David recorded 12,961 miles—intervention-free, coast-to-coast across the United States and beyond.
The Winter Factor
While FSD v14.2 successfully navigated complex city streets, thousands of miles of highway, roundabouts and parking lots across the United States, it met its match in a harsh environment: rural Wisconsin in January.
According to David, snow-covered roads combined with temperatures in the teens created conditions that required a human takeover. He intervened to keep the vehicle under control; there was no accident or near-miss.
Here’s more detailed look at the weather condition today in Rural Wisconsin that caused my Tesla FSD intervention free streak at 12,961 miles pic.twitter.com/pM7XXOQqMr
— David Moss (@DavidMoss) January 17, 2026
The video David posted after the disengagement shows challenging winter conditions: snow thick enough to cover lane lines, low temperatures, and likely ice or black ice beneath the surface—conditions that are difficult for both humans and autonomous systems.
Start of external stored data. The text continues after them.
/// Raised when another submission or selection already holds the campaign.
#[derive(Debug, Clone, PartialEq, Eq, thiserror::Error)]
#[error("campaign {campaign_id} is locked by a concurrent submission or selection")]
pub struct ConcurrencyConflict {
    pub campaign_id: CampaignId,
}

/// Exclusive per-campaign leases serializing submissions against selection.
#[derive(Debug, Default)]
pub(crate) struct CampaignLeases {
    held: Mutex<HashSet<CampaignId>>,
}

impl CampaignLeases {
    pub(crate) fn try_acquire(
        &self,
        campaign_id: &CampaignId,
    ) -> Result<CampaignLease<'_>, ConcurrencyConflict> {
        let mut held = self.held.lock().unwrap_or_else(PoisonError::into_inner);
        if !held.insert(campaign_id.clone()) {
            return Err(ConcurrencyConflict {
                campaign_id: campaign_id.clone(),
            });
        }

        Ok(CampaignLease {
            leases: self,
            campaign_id: campaign_id.clone(),
        })
    }
}

/// Released on drop.
#[derive(Debug)]
pub(crate) struct CampaignLease<'a> {
    leases: &'a CampaignLeases,
    campaign_id: CampaignId,
}

impl Drop for CampaignLease<'_> {
    fn drop(&mut self) {
        self.leases
            .held
            .lock()
            .unwrap_or_else(PoisonError::into_inner)
            .remove(&self.campaign_id);
    }
}

/// Outcome of one deadline sweep.
#[derive(Debug, Clone, Default, PartialEq, Eq, Serialize)]
pub struct SweepReport {
    pub closed: Vec<SelectionSummary>,
    pub deferred: Vec<CampaignId>,
    pub failed: Vec<(CampaignId, String)>,
}

/// Service composing intake validation, criterion scoring, and automatic selection.
pub struct RecruitmentService<R, N> {
    guard: IntakeGuard,
    repository: Arc<R>,
    notifications: Arc<N>,
    clock: Arc<dyn Clock>,
    leases: CampaignLeases,
}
Coast-to-Coast Intervention Free
Although he stopped just short of 13,000 miles, the scale of David’s achievement is significant. Over about 7.5 weeks, he traveled through 30 states without providing a single steering, braking, or acceleration input.
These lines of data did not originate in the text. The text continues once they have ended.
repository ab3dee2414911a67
pub mod config;
pub mod error;
pub mod telemetry;
pub mod workflows;
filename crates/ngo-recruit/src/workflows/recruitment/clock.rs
use std::sync::Mutex;

use chrono::{DateTime, Duration, Utc};

/// Time source for deadline checks and submission timestamps.
pub trait Clock: Send + Sync {
    fn now(&self) -> DateTime<Utc>;
}

#[derive(Debug, Clone, Copy, Default)]
pub struct SystemClock;

impl Clock for SystemClock {
    fn now(&self) -> DateTime<Utc> {
        Utc::now()
    }
}

/// Manually driven clock for deterministic runs (tests, demos, replays).
#[derive(Debug)]
pub struct FixedClock {
    now: Mutex<DateTime<Utc>>,
}

impl FixedClock {
    pub fn new(now: DateTime<Utc>) -> Self {
        Self {
            now: Mutex::new(now),
        }
    }

    pub fn set(&self, now: DateTime<Utc>) {
        *self.now.lock().unwrap_or_else(|poisoned| poisoned.into_inner()) = now;
    }

    pub fn advance(&self, by: Duration) {
        let mut guard = self.now.lock().unwrap_or_else(|poisoned| poisoned.into_inner());
        *guard += by;
    }
}

impl Clock for FixedClock {
    fn now(&self) -> DateTime<Utc> {
        *self.now.lock().unwrap_or_else(|poisoned| poisoned.into_inner())
    }
}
Notably, he became the first person to complete a coast-to-coast trip fully autonomously with zero interventions: enter a destination, press the blue Start Self-Driving button on-screen, and the Tesla handled the journey.
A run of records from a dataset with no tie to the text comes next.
//! NGO recruitment campaigns: application intake, criterion scoring, and automatic
//! selection of the best-ranked organizations when a campaign closes.

pub mod clock;
pub mod domain;
pub(crate) mod intake;
pub mod repository;
pub mod report;
pub mod router;
pub mod scoring;
pub(crate) mod selection;
pub mod service;

#[cfg(test)]
mod tests;

pub use clock::{Clock, FixedClock, SystemClock};
pub use domain::{
    ActivityDomain, ApplicationForm, ApplicationId, ApplicationState, Campaign, CampaignId,
    CampaignState, Criterion, CriterionCode, CriterionId, DocumentRef, DocumentSet,
    EvaluationRecord, LegalStatus, OrganizationProfile,
};
pub use intake::{IntakeGuard, ValidationError};
pub use report::{CampaignStatistics, LabelCount, ScoreBucket};
pub use repository::{
    ApplicationRecord, ApplicationStatusView, Notification, NotificationError,
    NotificationPublisher, RecruitmentRepository, RepositoryError,
};
pub use router::recruitment_router;
pub use scoring::{evaluate_profile, score_criterion, Evaluation, ScoringFault};
pub use selection::SelectionSummary;
pub use service::{ConcurrencyConflict, RecruitmentService, RecruitmentServiceError, SweepReport};
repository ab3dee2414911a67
mod cli;
mod demo;
mod infra;
mod routes;
mod server;

use ngo_recruit::error::AppError;

pub async fn run() -> Result<(), AppError> {
    cli::run().await
}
In ~2 years, summon should work anywhere connected by land & not blocked by borders, eg you're in LA and the car is in NY
— Elon Musk (@elonmusk) January 10, 2016
Elon Musk once predicted that a Summon feature could work coast-to-coast; David’s trip demonstrates that autonomous coast-to-coast travel is now achievable in practice.
FSD is the Future
For skeptics and supporters alike, this streak provides a tangible benchmark for what Tesla’s neural networks can do in 2026. A year ago, a 13,000-mile intervention-free run would have been unlikely. Today, it took a combination of challenging rural infrastructure and severe winter weather to end the streak.
David Moss with his car, after completing his coast-to-coast journey.
@DavidMoss
This 12,961-mile journey is strong evidence that supervised FSD is approaching maturity: it can handle cross-country travel, complex urban driving, and 30 different state road networks without failure. The remaining focus is on how the software handles extreme edge cases, such as severe winter weather, that still challenge skilled human drivers.
As Tesla’s neural networks continue to learn from these edge cases and we approach the 10-billion-mile mark, the gap between human and machine capabilities will continue to narrow.